Abstract: In recent years, neural networks and end-to-end representation learning have become very accurate and widely adopted in many application domains. To learn underlying patterns from data and enable generalization beyond the training set, the learning approach incorporates appropriate inductive bias by promoting representations which prefer one hypothesis over another. The success in predicting an outcome for previously unseen data then depends on how well the inductive bias aligns with the ground reality. Therefore, in a variety of applications involving physical systems, generalization in neural networks can be improved by leveraging the underlying physics.
In this talk, we will describe how a generalization of the Hamiltonian dynamics can aid us in developing a learning framework which can infer the dynamics of a physical system from observed time-series data. The design of the computation graph of Symplectic ODE-Net, the proposed learning framework, is informed by the underlying physics governed by Hamiltonian dynamics with external control. Our results show that incorporation of such physics-based inductive bias enables us to learn the underlying dynamics in a transparent, data-efficient way. In addition, we propose a parametrization which can enforce this Hamiltonian formalism even when the generalized coordinate data is embedded in a high-dimensional space or we can only access velocity data instead of generalized momentum. Furthermore, to accommodate energy-dissipation (such as mechanical friction, resistive loss etc.), which is often present in real world applications, we introduce Dissipative SymODEN a variant of the Symplectic ODE-Net framework. We will conclude the talk by showing how these frameworks open up new possibilities for synthesizing model-based control strategies in a data-driven setting.

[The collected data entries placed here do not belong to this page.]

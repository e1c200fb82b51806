//! Lenient extraction of the JSON object a model was asked to return.
//!
//! Models wrap JSON in code fences or surround it with prose; the first
//! balanced `{...}` object in the reply is taken as the answer.

use serde::de::DeserializeOwned;

use crate::provider::AiError;

/// Returns the first balanced JSON object in `text`, if any.
pub fn extract_json_object(text: &str) -> Option<&str> {
    let bytes = text.as_bytes();
    let mut search_from = 0;
    while let Some(offset) = text[search_from..].find('{') {
        let start = search_from + offset;
        if let Some(end) = balanced_end(bytes, start) {
            return Some(&text[start..=end]);
        }
        search_from = start + 1;
    }
    None
}

fn balanced_end(bytes: &[u8], start: usize) -> Option<usize> {
    let mut depth = 0usize;
    let mut in_string = false;
    let mut escaped = false;
    for (idx, byte) in bytes.iter().enumerate().skip(start) {
        if in_string {
            match (escaped, byte) {
                (true, _) => escaped = false,
                (false, b'\\') => escaped = true,
                (false, b'"') => in_string = false,
                _ => {}
            }
            continue;
        }
        match byte {
            b'"' => in_string = true,
            b'{' => depth += 1,
            b'}' => {
                depth -= 1;
                if depth == 0 {
                    return Some(idx);
                }
            }
            _ => {}
        }
    }
    None
}

/// Extracts and deserializes the first JSON object in a model reply.
pub fn parse_reply<T: DeserializeOwned>(reply: &str) -> Result<T, AiError> {
    let object = extract_json_object(reply)
        .ok_or_else(|| AiError::ParseError("no JSON object in reply".to_string()))?;
    serde_json::from_str(object).map_err(|err| AiError::ParseError(err.to_string()))
}

#[cfg(test)]
mod tests {
    use super::{extract_json_object, parse_reply};
    use serde::Deserialize;

    #[derive(Debug, Deserialize, PartialEq)]
    struct Reply {
        value: String,
    }

    #[test]
    fn extracts_object_from_code_fence() {
        let reply = "```json\n{\"value\": \"ok\"}\n```";
        assert_eq!(extract_json_object(reply), Some("{\"value\": \"ok\"}"));
    }

    #[test]
    fn extracts_first_object_surrounded_by_prose() {
        let reply = "Sure! Here it is: {\"value\": \"a}b\", \"n\": {\"x\": 1}} and {\"value\": \"second\"}";
        let parsed: Reply = parse_reply(reply).expect("parse reply should succeed");
        assert_eq!(parsed.value, "a}b");
    }

    #[test]
    fn skips_unbalanced_brace_before_object() {
        let reply = "{ broken ... {\"value\": \"late\"}";
        assert_eq!(extract_json_object(reply), Some("{\"value\": \"late\"}"));
        let reply = "use } then {\"value\": \"fine\"}";
        assert_eq!(extract_json_object(reply), Some("{\"value\": \"fine\"}"));
    }

    #[test]
    fn reply_without_object_is_parse_error() {
        assert!(parse_reply::<Reply>("no json here").is_err());
    }
}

Bio: I am a Research Scientist at Siemens Corporate Technology. My current research interests lie in the areas of machine learning and its application to physical systems, bio-inspired designs, nonlinear dynamics, multi-agent systems, and optimal control. Prior to joining Siemens, I was an Associate Research Scholar and Lecturer at Princeton University. While at Princeton, I studied nonlinear dynamics in complex, multi-agent systems (with Prof. Naomi E. Leonard) and bio-inspired cognitive architectures (with Prof. Jonathan Cohen). Earlier, in January 2015, I completed my PhD in Electrical Engineering from the University of Maryland, College Park. My dissertation on Reconstruction, Analysis and Synthesis of Collective Motion was supervised by Prof. P. S. Krishnaprasad. I received the M.Tech. degree in Systems & Control Engineering from the Indian Institute of Technology Bombay, India, in 2008, and the B.E. degree in Electrical Engineering from Jadavpur University, India, in 2006.